_Work to be completed_
Please reproduce verbatim the lines below, from the first through the one with "pub const TAI_UTC_DELTA_MAX: i32 = 32512;".

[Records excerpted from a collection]
//! Mesh Time wire codec.
//!
//! Pure bit-level packing of the twelve Time model messages. Nothing here
//! touches node state or the transport; the only job is to move values
//! between their logical ranges and the biased on-wire fields.
//!
//! # Wire format
//!
//! Multi-byte fields are little-endian and sub-byte fields are packed LSB
//! first. The Time Set / Time Status layout is:
//!
//! ```text
//!  offset  0..5   6    7      8    9       10
//!         +------+----+------+----------+------+
//!         | TAI  |sub |uncert| A|delta  | zone |
//!         | 40b  | 8b | 8b   |1b| 15b   | 8b   |
//!         +------+----+------+----------+------+
//! ```
//!
//! A Time Status whose TAI seconds are `0` (unknown) is sent in its 5-byte
//! short form carrying only the TAI field.

use serde::{Deserialize, Serialize};
use thiserror::Error;

use crate::policy::Role;

/// Largest value representable in a 40-bit TAI field.
pub const TAI_SECONDS_MAX: u64 = (1 << 40) - 1;
/// TAI value meaning "unknown" (for clocks) or "no pending change" (for transitions).
pub const TAI_UNKNOWN: u64 = 0;

pub const ZONE_OFFSET_MIN: i16 = -64;
pub const ZONE_OFFSET_MAX: i16 = 191;
const ZONE_OFFSET_BIAS: i16 = 64;

pub const TAI_UTC_DELTA_MIN: i32 = -255;
pub const TAI_UTC_DELTA_MAX: i32 = 32512;
const TAI_UTC_DELTA_BIAS: i32 = 255;
const TAI_UTC_DELTA_MASK: u16 = 0x7FFF;

pub const TIME_SET_LEN: usize = 10;
pub const TIME_STATUS_MIN_LEN: usize = 5;
pub const TIME_STATUS_MAX_LEN: usize = 10;
pub const ZONE_SET_LEN: usize = 6;
pub const ZONE_STATUS_LEN: usize = 7;
pub const TAI_UTC_DELTA_SET_LEN: usize = 7;
pub const TAI_UTC_DELTA_STATUS_LEN: usize = 9;
pub const ROLE_SET_LEN: usize = 1;
pub const ROLE_STATUS_LEN: usize = 1;

/// Upper bound on any Time model payload.
pub const MAX_PAYLOAD_LEN: usize = TIME_STATUS_MAX_LEN;

/// Fixed-capacity message payload; never allocates.
pub type Payload = heapless::Vec<u8, MAX_PAYLOAD_LEN>;

/// Time model opcodes.
#[derive(Debug, Clone, Copy, PartialEq, Eq, Hash, Serialize, Deserialize)]
#[repr(u16)]
pub enum Opcode {
    TimeGet = 0x8237,
    TimeSet = 0x5C,
    TimeStatus = 0x5D,
    RoleGet = 0x8238,
    RoleSet = 0x8239,
    RoleStatus = 0x823A,
    ZoneGet = 0x823B,
    ZoneSet = 0x823C,
    ZoneStatus = 0x823D,
    TaiUtcDeltaGet = 0x823E,
    TaiUtcDeltaSet = 0x823F,
    TaiUtcDeltaStatus = 0x8240,
}

impl Opcode {
    pub const ALL: [Opcode; 12] = [
        Opcode::TimeGet,
        Opcode::TimeSet,
        Opcode::TimeStatus,
        Opcode::RoleGet,
        Opcode::RoleSet,
        Opcode::RoleStatus,
        Opcode::ZoneGet,
        Opcode::ZoneSet,
        Opcode::ZoneStatus,
        Opcode::TaiUtcDeltaGet,
        Opcode::TaiUtcDeltaSet,
        Opcode::TaiUtcDeltaStatus,
    ];

    pub const fn value(self) -> u16 {
        self as u16
    }

    pub fn from_u16(value: u16) -> Option<Self> {
        Self::ALL.into_iter().find(|opcode| opcode.value() == value)
    }

    /// Whether this opcode asks for state to be changed.
    pub const fn is_set(self) -> bool {
        matches!(
            self,
            Opcode::TimeSet | Opcode::ZoneSet | Opcode::TaiUtcDeltaSet | Opcode::RoleSet
        )
    }

    fn accepts_len(self, len: usize) -> bool {
        match self {
            Opcode::TimeGet | Opcode::ZoneGet | Opcode::TaiUtcDeltaGet | Opcode::RoleGet => {
                len == 0
            }
            Opcode::TimeSet => len == TIME_SET_LEN,
            Opcode::TimeStatus => len == TIME_STATUS_MIN_LEN || len == TIME_STATUS_MAX_LEN,
            Opcode::ZoneSet => len == ZONE_SET_LEN,
            Opcode::ZoneStatus => len == ZONE_STATUS_LEN,
            Opcode::TaiUtcDeltaSet => len == TAI_UTC_DELTA_SET_LEN,
            Opcode::TaiUtcDeltaStatus => len == TAI_UTC_DELTA_STATUS_LEN,
            Opcode::RoleSet => len == ROLE_SET_LEN,
            Opcode::RoleStatus => len == ROLE_STATUS_LEN,
        }
    }
}

/// Errors raised while unpacking a payload.
#[derive(Debug, Clone, Copy, Error, PartialEq, Eq)]
pub enum CodecError {
    #[error("opcode {0:#06x} is not a Time model opcode")]
    UnknownOpcode(u16),
    #[error("{opcode:?} payload has invalid length {actual}")]
    InvalidLength { opcode: Opcode, actual: usize },
    #[error("time role value {0:#04x} is prohibited")]
    InvalidRole(u8),
}

/// Parameters shared by Time Set and Time Status.
#[derive(Debug, Clone, Copy, Default, PartialEq, Eq, Serialize, Deserialize)]
pub struct TimeParams {
    pub tai_seconds: u64,
    pub subsecond: u8,
    pub uncertainty: u8,
    pub time_authority: bool,
    pub tai_utc_delta: i32,
    pub time_zone_offset: i16,
}

#[derive(Debug, Clone, Copy, Default, PartialEq, Eq, Serialize, Deserialize)]
pub struct ZoneSetParams {
    pub time_zone_offset_new: i16,
    pub time_zone_change: u64,
}

#[derive(Debug, Clone, Copy, Default, PartialEq, Eq, Serialize, Deserialize)]
pub struct ZoneStatusParams {
    pub time_zone_offset_current: i16,
    pub time_zone_offset_new: i16,
    pub time_zone_change: u64,
}

#[derive(Debug, Clone, Copy, Default, PartialEq, Eq, Serialize, Deserialize)]
pub struct TaiUtcDeltaSetParams {
    pub tai_utc_delta_new: i32,
    pub tai_utc_delta_change: u64,
}

#[derive(Debug, Clone, Copy, Default, PartialEq, Eq, Serialize, Deserialize)]
pub struct TaiUtcDeltaStatusParams {
    pub tai_utc_delta_current: i32,
    pub tai_utc_delta_new: i32,
    pub tai_utc_delta_change: u64,
}

/// A decoded Time model message.
#[derive(Debug, Clone, Copy, PartialEq, Eq)]
pub enum Message {
    TimeGet,
    TimeSet(TimeParams),
    TimeStatus(TimeParams),
    ZoneGet,
    ZoneSet(ZoneSetParams),
    ZoneStatus(ZoneStatusParams),
    TaiUtcDeltaGet,
    TaiUtcDeltaSet(TaiUtcDeltaSetParams),
    TaiUtcDeltaStatus(TaiUtcDeltaStatusParams),
    RoleGet,
    RoleSet(Role),
    RoleStatus(Role),
}

impl Message {
    pub fn opcode(&self) -> Opcode {
        match self {
            Message::TimeGet => Opcode::TimeGet,
            Message::TimeSet(_) => Opcode::TimeSet,
            Message::TimeStatus(_) => Opcode::TimeStatus,
            Message::ZoneGet => Opcode::ZoneGet,
            Message::ZoneSet(_) => Opcode::ZoneSet,
            Message::ZoneStatus(_) => Opcode::ZoneStatus,
            Message::TaiUtcDeltaGet => Opcode::TaiUtcDeltaGet,
            Message::TaiUtcDeltaSet(_) => Opcode::TaiUtcDeltaSet,
            Message::TaiUtcDeltaStatus(_) => Opcode::TaiUtcDeltaStatus,
            Message::RoleGet => Opcode::RoleGet,
            Message::RoleSet(_) => Opcode::RoleSet,
            Message::RoleStatus(_) => Opcode::RoleStatus,
        }
    }

    /// Pack this message into its on-wire payload.
    ///
    /// Field values are expected to be inside their logical ranges; anything
    /// wider than its wire field is truncated to the field width.
    pub fn encode(&self) -> Payload {
        match self {
            Message::TimeGet
            | Message::ZoneGet
            | Message::TaiUtcDeltaGet
            | Message::RoleGet => Payload::new(),
            Message::TimeSet(params) => payload(&pack_time(params)),
            Message::TimeStatus(params) if params.tai_seconds == TAI_UNKNOWN => {
                payload(&pack_time(params)[..TIME_STATUS_MIN_LEN])
            }
            Message::TimeStatus(params) => payload(&pack_time(params)),
            Message::ZoneSet(params) => {
                let mut buf = [0u8; ZONE_SET_LEN];
                buf[0] = encode_zone_offset(params.time_zone_offset_new);
                put_u40(&mut buf[1..], params.time_zone_change);
                payload(&buf)
            }
            Message::ZoneStatus(params) => {
                let mut buf = [0u8; ZONE_STATUS_LEN];
                buf[0] = encode_zone_offset(params.time_zone_offset_current);
                buf[1] = encode_zone_offset(params.time_zone_offset_new);
                put_u40(&mut buf[2..], params.time_zone_change);
                payload(&buf)
            }
            Message::TaiUtcDeltaSet(params) => {
                let mut buf = [0u8; TAI_UTC_DELTA_SET_LEN];
                put_delta_word(&mut buf[..2], params.tai_utc_delta_new);
                put_u40(&mut buf[2..], params.tai_utc_delta_change);
                payload(&buf)
            }
            Message::TaiUtcDeltaStatus(params) => {
                let mut buf = [0u8; TAI_UTC_DELTA_STATUS_LEN];
                put_delta_word(&mut buf[..2], params.tai_utc_delta_current);
                put_delta_word(&mut buf[2..4], params.tai_utc_delta_new);
                put_u40(&mut buf[4..], params.tai_utc_delta_change);
                payload(&buf)
            }
            Message::RoleSet(role) | Message::RoleStatus(role) => payload(&[role.value()]),
        }
    }

    /// Unpack a payload received under `opcode`.
    pub fn decode(opcode: Opcode, bytes: &[u8]) -> Result<Self, CodecError> {
        if !opcode.accepts_len(bytes.len()) {
            return Err(CodecError::InvalidLength {
                opcode,
                actual: bytes.len(),
            });
        }

        let message = match opcode {
            Opcode::TimeGet => Message::TimeGet,
            Opcode::ZoneGet => Message::ZoneGet,
            Opcode::TaiUtcDeltaGet => Message::TaiUtcDeltaGet,
            Opcode::RoleGet => Message::RoleGet,
            Opcode::TimeSet => Message::TimeSet(unpack_time(bytes)),
            Opcode::TimeStatus => Message::TimeStatus(unpack_time(bytes)),
            Opcode::ZoneSet => Message::ZoneSet(ZoneSetParams {
                time_zone_offset_new: decode_zone_offset(bytes[0]),
                time_zone_change: get_u40(&bytes[1..]),
            }),
            Opcode::ZoneStatus => Message::ZoneStatus(ZoneStatusParams {
                time_zone_offset_current: decode_zone_offset(bytes[0]),
                time_zone_offset_new: decode_zone_offset(bytes[1]),
                time_zone_change: get_u40(&bytes[2..]),
            }),
            Opcode::TaiUtcDeltaSet => Message::TaiUtcDeltaSet(TaiUtcDeltaSetParams {
                tai_utc_delta_new: get_delta_word(&bytes[..2]),
                tai_utc_delta_change: get_u40(&bytes[2..]),
            }),
            Opcode::TaiUtcDeltaStatus => Message::TaiUtcDeltaStatus(TaiUtcDeltaStatusParams {
                tai_utc_delta_current: get_delta_word(&bytes[..2]),
                tai_utc_delta_new: get_delta_word(&bytes[2..4]),
                tai_utc_delta_change: get_u40(&bytes[4..]),
            }),
            Opcode::RoleSet => Message::RoleSet(decode_role(bytes[0])?),
            Opcode::RoleStatus => Message::RoleStatus(decode_role(bytes[0])?),
        };
        Ok(message)
    }

    /// Decode from a raw opcode value as handed over by the access layer.
    pub fn decode_raw(opcode: u16, bytes: &[u8]) -> Result<Self, CodecError> {
        let opcode = Opcode::from_u16(opcode).ok_or(CodecError::UnknownOpcode(opcode))?;
        Self::decode(opcode, bytes)
    }
}

/// Bias a zone offset (15-minute steps, -64..=191) into its wire byte.
pub fn encode_zone_offset(offset: i16) -> u8 {
    (offset + ZONE_OFFSET_BIAS) as u8
}

pub fn decode_zone_offset(raw: u8) -> i16 {
    i16::from(raw) - ZONE_OFFSET_BIAS
}

/// Bias a TAI-UTC delta (-255..=32512) into its 15-bit wire value.
pub fn encode_tai_utc_delta(delta: i32) -> u16 {
    (delta + TAI_UTC_DELTA_BIAS) as u16
}

pub fn decode_tai_utc_delta(raw: u16) -> i32 {
    i32::from(raw) - TAI_UTC_DELTA_BIAS
}

pub fn tai_seconds_in_range(tai_seconds: u64) -> bool {
    tai_seconds <= TAI_SECONDS_MAX
}

pub fn zone_offset_in_range(offset: i16) -> bool {
    (ZONE_OFFSET_MIN..=ZONE_OFFSET_MAX).contains(&offset)
}

pub fn tai_utc_delta_in_range(delta: i32) -> bool {
    (TAI_UTC_DELTA_MIN..=TAI_UTC_DELTA_MAX).contains(&delta)
}

fn decode_role(raw: u8) -> Result<Role, CodecError> {
    Role::from_u8(raw).ok_or(CodecError::InvalidRole(raw))
}

fn pack_time(params: &TimeParams) -> [u8; TIME_SET_LEN] {
    let mut buf = [0u8; TIME_SET_LEN];
    put_u40(&mut buf[..5], params.tai_seconds);
    buf[5] = params.subsecond;
    buf[6] = params.uncertainty;
    let word = (encode_tai_utc_delta(params.tai_utc_delta) & TAI_UTC_DELTA_MASK) << 1
        | u16::from(params.time_authority);
    buf[7..9].copy_from_slice(&word.to_le_bytes());
    buf[9] = encode_zone_offset(params.time_zone_offset);
    buf
}

fn unpack_time(bytes: &[u8]) -> TimeParams {
    let tai_seconds = get_u40(bytes);
    if bytes.len() == TIME_STATUS_MIN_LEN {
        return TimeParams {
            tai_seconds,
            ..TimeParams::default()
        };
    }

    let word = u16::from_le_bytes([bytes[7], bytes[8]]);
    TimeParams {
        tai_seconds,
        subsecond: bytes[5],
        uncertainty: bytes[6],
        time_authority: word & 1 == 1,
        tai_utc_delta: decode_tai_utc_delta(word >> 1),
        time_zone_offset: decode_zone_offset(bytes[9]),
    }
}

fn put_u40(buf: &mut [u8], value: u64) {
    buf[..5].copy_from_slice(&(value & TAI_SECONDS_MAX).to_le_bytes()[..5]);
}

fn get_u40(bytes: &[u8]) -> u64 {
    let mut wide = [0u8; 8];
    wide[..5].copy_from_slice(&bytes[..5]);
    u64::from_le_bytes(wide)
}

// Bit 15 is padding: written as zero, ignored on read.
fn put_delta_word(buf: &mut [u8], delta: i32) {
    let word = encode_tai_utc_delta(delta) & TAI_UTC_DELTA_MASK;
    buf[..2].copy_from_slice(&word.to_le_bytes());
}

fn get_delta_word(bytes: &[u8]) -> i32 {
    let word = u16::from_le_bytes([bytes[0], bytes[1]]);
    decode_tai_utc_delta(word & TAI_UTC_DELTA_MASK)
}

fn payload(bytes: &[u8]) -> Payload {
    bytes.iter().copied().take(MAX_PAYLOAD_LEN).collect()
}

_The answer_
//! Mesh Time wire codec.
//!
//! Pure bit-level packing of the twelve Time model messages. Nothing here
//! touches node state or the transport; the only job is to move values
//! between their logical ranges and the biased on-wire fields.
//!
//! # Wire format
//!
//! Multi-byte fields are little-endian and sub-byte fields are packed LSB
//! first. The Time Set / Time Status layout is:
//!
//! ```text
//!  offset  0..5   6    7      8    9       10
//!         +------+----+------+----------+------+
//!         | TAI  |sub |uncert| A|delta  | zone |
//!         | 40b  | 8b | 8b   |1b| 15b   | 8b   |
//!         +------+----+------+----------+------+
//! ```
//!
//! A Time Status whose TAI seconds are `0` (unknown) is sent in its 5-byte
//! short form carrying only the TAI field.

use serde::{Deserialize, Serialize};
use thiserror::Error;

use crate::policy::Role;

/// Largest value representable in a 40-bit TAI field.
pub const TAI_SECONDS_MAX: u64 = (1 << 40) - 1;
/// TAI value meaning "unknown" (for clocks) or "no pending change" (for transitions).
pub const TAI_UNKNOWN: u64 = 0;

pub const ZONE_OFFSET_MIN: i16 = -64;
pub const ZONE_OFFSET_MAX: i16 = 191;
const ZONE_OFFSET_BIAS: i16 = 64;

pub const TAI_UTC_DELTA_MIN: i32 = -255;
pub const TAI_UTC_DELTA_MAX: i32 = 32512;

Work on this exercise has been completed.